::: Exercise data :::

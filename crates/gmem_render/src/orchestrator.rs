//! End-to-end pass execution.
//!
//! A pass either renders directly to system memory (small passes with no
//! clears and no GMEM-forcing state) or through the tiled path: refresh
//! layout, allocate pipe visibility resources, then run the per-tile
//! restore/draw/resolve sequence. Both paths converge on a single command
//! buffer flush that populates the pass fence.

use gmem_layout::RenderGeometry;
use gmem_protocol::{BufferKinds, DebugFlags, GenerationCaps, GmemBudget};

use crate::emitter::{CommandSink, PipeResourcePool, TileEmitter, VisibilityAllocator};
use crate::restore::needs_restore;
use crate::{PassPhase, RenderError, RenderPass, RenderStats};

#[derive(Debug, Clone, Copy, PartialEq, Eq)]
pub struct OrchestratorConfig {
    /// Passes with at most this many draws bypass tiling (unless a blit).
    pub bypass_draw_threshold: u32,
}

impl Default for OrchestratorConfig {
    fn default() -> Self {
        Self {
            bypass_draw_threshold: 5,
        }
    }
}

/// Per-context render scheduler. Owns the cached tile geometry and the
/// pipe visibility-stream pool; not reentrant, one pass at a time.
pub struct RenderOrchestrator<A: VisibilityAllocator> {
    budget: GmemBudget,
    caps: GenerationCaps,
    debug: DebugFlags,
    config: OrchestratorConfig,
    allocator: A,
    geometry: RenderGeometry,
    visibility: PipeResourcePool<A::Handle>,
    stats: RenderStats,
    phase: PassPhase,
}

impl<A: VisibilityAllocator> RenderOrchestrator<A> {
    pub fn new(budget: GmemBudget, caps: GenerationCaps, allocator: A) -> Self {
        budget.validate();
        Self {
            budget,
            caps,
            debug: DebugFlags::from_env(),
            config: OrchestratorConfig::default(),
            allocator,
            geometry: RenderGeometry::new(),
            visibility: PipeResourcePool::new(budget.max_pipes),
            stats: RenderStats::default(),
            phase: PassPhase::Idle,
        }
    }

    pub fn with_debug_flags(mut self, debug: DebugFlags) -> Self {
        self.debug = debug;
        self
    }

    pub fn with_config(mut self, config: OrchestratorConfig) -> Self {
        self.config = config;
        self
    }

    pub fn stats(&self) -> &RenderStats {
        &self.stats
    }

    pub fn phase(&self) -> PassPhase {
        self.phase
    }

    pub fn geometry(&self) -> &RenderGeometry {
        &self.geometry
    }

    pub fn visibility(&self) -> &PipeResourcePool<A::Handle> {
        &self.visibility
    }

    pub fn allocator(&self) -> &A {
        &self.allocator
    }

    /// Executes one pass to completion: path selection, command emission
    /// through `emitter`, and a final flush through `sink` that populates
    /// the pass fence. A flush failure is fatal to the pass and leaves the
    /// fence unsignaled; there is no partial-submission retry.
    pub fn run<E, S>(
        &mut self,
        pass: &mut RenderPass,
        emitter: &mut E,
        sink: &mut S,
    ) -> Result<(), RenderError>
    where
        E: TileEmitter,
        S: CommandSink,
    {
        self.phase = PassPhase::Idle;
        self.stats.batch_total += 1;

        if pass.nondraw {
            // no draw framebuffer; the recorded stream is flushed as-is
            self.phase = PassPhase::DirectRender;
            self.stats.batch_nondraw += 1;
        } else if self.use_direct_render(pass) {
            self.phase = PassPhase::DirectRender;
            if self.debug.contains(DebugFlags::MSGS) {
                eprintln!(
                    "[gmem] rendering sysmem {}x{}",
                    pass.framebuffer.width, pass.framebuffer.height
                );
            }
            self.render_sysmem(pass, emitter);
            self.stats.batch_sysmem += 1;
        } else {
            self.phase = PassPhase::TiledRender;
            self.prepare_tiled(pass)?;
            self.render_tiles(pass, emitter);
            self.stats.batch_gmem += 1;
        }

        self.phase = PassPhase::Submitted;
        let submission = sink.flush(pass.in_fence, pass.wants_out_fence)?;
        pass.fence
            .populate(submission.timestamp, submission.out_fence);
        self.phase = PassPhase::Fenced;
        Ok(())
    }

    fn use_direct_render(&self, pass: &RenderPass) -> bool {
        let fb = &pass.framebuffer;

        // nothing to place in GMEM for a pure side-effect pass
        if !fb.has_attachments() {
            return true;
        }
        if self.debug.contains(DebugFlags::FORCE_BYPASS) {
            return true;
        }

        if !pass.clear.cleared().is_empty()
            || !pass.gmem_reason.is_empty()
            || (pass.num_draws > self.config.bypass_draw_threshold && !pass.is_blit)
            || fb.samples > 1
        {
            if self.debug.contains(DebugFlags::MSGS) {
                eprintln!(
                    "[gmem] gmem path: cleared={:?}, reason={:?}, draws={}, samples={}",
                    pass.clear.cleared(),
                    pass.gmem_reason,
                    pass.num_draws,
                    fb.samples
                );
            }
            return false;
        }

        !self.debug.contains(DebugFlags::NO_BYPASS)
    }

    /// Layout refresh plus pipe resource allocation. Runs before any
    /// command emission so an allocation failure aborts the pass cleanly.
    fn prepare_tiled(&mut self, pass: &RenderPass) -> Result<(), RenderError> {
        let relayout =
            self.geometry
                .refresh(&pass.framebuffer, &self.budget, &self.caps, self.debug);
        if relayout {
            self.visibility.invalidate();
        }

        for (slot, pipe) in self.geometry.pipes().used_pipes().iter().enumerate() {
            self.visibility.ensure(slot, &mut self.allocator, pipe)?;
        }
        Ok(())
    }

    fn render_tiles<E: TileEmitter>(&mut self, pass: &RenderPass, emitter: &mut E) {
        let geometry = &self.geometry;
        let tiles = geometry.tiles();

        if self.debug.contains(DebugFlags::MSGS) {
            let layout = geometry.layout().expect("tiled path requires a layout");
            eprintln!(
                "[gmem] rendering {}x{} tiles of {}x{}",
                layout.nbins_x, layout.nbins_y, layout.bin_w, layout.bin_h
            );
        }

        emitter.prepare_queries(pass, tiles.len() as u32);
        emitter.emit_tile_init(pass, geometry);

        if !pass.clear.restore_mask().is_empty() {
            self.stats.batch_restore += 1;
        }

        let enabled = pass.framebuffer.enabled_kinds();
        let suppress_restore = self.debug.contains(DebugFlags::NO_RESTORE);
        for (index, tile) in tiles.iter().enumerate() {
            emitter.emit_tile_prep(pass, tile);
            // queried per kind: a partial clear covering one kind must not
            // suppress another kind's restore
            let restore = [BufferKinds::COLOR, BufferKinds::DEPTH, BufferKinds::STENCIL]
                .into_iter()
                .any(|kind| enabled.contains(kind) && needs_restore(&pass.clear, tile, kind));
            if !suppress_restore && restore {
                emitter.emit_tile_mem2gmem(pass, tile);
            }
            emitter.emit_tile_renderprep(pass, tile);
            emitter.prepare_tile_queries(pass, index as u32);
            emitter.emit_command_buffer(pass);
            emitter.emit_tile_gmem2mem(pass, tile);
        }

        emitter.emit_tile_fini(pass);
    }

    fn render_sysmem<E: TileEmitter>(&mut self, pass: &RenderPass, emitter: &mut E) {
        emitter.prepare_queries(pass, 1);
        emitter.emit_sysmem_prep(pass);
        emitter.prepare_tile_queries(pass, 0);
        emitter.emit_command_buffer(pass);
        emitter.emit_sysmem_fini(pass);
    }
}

:::

* **Task to carry out**
In the material above, please count the lines that hold the word "else" and answer with only that number.

* **Task output**
2